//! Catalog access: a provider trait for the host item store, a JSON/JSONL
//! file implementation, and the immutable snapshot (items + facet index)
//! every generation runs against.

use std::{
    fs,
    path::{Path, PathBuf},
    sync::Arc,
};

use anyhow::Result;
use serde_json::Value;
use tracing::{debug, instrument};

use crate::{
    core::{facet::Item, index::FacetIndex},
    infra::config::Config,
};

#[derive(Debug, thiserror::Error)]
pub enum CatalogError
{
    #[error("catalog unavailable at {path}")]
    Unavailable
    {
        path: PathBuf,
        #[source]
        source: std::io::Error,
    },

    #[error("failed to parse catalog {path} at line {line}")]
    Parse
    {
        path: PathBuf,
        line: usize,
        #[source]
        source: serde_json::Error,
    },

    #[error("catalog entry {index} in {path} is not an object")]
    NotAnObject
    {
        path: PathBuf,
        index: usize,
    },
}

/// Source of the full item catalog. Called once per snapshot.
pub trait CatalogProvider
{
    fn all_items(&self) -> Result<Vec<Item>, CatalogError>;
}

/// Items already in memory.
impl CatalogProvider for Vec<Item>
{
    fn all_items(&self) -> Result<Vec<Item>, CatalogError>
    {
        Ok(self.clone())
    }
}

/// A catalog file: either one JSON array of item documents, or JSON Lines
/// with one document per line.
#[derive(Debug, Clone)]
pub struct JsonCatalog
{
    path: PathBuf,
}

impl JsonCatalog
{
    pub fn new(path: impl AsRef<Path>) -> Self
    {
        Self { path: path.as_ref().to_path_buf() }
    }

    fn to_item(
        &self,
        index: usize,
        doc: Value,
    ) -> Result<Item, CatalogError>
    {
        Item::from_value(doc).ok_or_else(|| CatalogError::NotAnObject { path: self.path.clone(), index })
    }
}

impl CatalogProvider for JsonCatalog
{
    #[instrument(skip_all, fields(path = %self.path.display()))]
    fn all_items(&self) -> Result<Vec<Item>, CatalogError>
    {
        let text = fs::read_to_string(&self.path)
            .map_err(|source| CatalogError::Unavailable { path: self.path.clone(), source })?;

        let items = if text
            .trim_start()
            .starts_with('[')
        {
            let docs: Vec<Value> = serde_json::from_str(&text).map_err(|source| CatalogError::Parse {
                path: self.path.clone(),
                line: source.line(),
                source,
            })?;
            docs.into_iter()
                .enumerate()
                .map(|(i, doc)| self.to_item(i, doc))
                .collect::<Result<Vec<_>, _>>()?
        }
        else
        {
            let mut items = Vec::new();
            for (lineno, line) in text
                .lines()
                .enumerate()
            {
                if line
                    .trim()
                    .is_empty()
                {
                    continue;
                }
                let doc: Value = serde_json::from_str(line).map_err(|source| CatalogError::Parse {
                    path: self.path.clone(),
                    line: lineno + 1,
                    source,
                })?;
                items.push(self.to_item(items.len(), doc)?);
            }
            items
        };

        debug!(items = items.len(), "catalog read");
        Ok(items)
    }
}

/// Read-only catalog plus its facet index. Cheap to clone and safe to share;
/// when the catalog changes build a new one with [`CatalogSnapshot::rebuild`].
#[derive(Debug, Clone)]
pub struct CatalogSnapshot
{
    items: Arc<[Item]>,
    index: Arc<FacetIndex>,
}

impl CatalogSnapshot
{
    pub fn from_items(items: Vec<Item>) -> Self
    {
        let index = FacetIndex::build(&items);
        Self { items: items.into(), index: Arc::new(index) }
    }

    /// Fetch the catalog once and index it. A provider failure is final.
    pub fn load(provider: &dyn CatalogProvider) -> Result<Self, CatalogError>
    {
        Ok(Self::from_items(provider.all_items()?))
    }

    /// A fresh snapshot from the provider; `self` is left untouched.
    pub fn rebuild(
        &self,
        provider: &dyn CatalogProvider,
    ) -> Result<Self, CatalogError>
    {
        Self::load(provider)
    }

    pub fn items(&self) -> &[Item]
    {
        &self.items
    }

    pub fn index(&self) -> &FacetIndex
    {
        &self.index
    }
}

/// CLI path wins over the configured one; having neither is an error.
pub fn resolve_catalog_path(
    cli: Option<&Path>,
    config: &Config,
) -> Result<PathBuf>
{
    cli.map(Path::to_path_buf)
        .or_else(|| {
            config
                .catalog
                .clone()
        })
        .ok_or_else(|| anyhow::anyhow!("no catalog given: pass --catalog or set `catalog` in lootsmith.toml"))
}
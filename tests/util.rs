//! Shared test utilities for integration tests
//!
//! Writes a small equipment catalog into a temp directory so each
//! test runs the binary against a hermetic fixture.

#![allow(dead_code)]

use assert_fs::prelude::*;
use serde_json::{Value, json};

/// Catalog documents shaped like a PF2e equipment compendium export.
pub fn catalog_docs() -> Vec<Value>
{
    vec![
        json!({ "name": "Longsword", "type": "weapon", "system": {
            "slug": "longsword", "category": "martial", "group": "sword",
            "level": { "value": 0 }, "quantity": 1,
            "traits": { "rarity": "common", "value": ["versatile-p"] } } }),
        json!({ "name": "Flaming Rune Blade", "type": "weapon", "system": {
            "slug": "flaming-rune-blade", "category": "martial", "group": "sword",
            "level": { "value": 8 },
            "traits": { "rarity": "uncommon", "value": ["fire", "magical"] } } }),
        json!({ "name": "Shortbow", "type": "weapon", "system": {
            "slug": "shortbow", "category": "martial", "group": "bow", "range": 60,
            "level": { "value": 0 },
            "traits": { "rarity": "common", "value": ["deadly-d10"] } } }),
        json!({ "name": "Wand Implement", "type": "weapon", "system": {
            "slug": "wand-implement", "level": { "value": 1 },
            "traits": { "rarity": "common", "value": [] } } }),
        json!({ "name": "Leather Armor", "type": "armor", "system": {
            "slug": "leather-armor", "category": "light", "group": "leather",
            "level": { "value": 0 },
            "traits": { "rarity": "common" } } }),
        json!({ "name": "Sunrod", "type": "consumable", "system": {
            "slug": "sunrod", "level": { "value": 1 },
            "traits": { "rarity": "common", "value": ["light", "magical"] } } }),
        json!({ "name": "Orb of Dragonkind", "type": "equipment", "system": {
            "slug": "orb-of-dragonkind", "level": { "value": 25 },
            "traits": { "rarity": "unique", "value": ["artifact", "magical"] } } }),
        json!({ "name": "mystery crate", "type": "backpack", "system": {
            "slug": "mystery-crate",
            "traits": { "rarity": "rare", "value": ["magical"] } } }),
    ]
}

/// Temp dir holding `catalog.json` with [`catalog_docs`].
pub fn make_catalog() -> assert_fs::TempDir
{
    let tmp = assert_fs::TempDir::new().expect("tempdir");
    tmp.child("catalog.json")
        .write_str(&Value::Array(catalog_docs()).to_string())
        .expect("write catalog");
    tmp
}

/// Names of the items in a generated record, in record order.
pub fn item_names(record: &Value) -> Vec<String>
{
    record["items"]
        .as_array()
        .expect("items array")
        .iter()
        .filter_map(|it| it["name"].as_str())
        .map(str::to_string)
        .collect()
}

--------------------

*Exercise*
Read through the lines above and collect those that contain the string "instrument".

*Task answer*
use tracing::{debug, instrument};
    #[instrument(skip_all, fields(path = %self.path.display()))]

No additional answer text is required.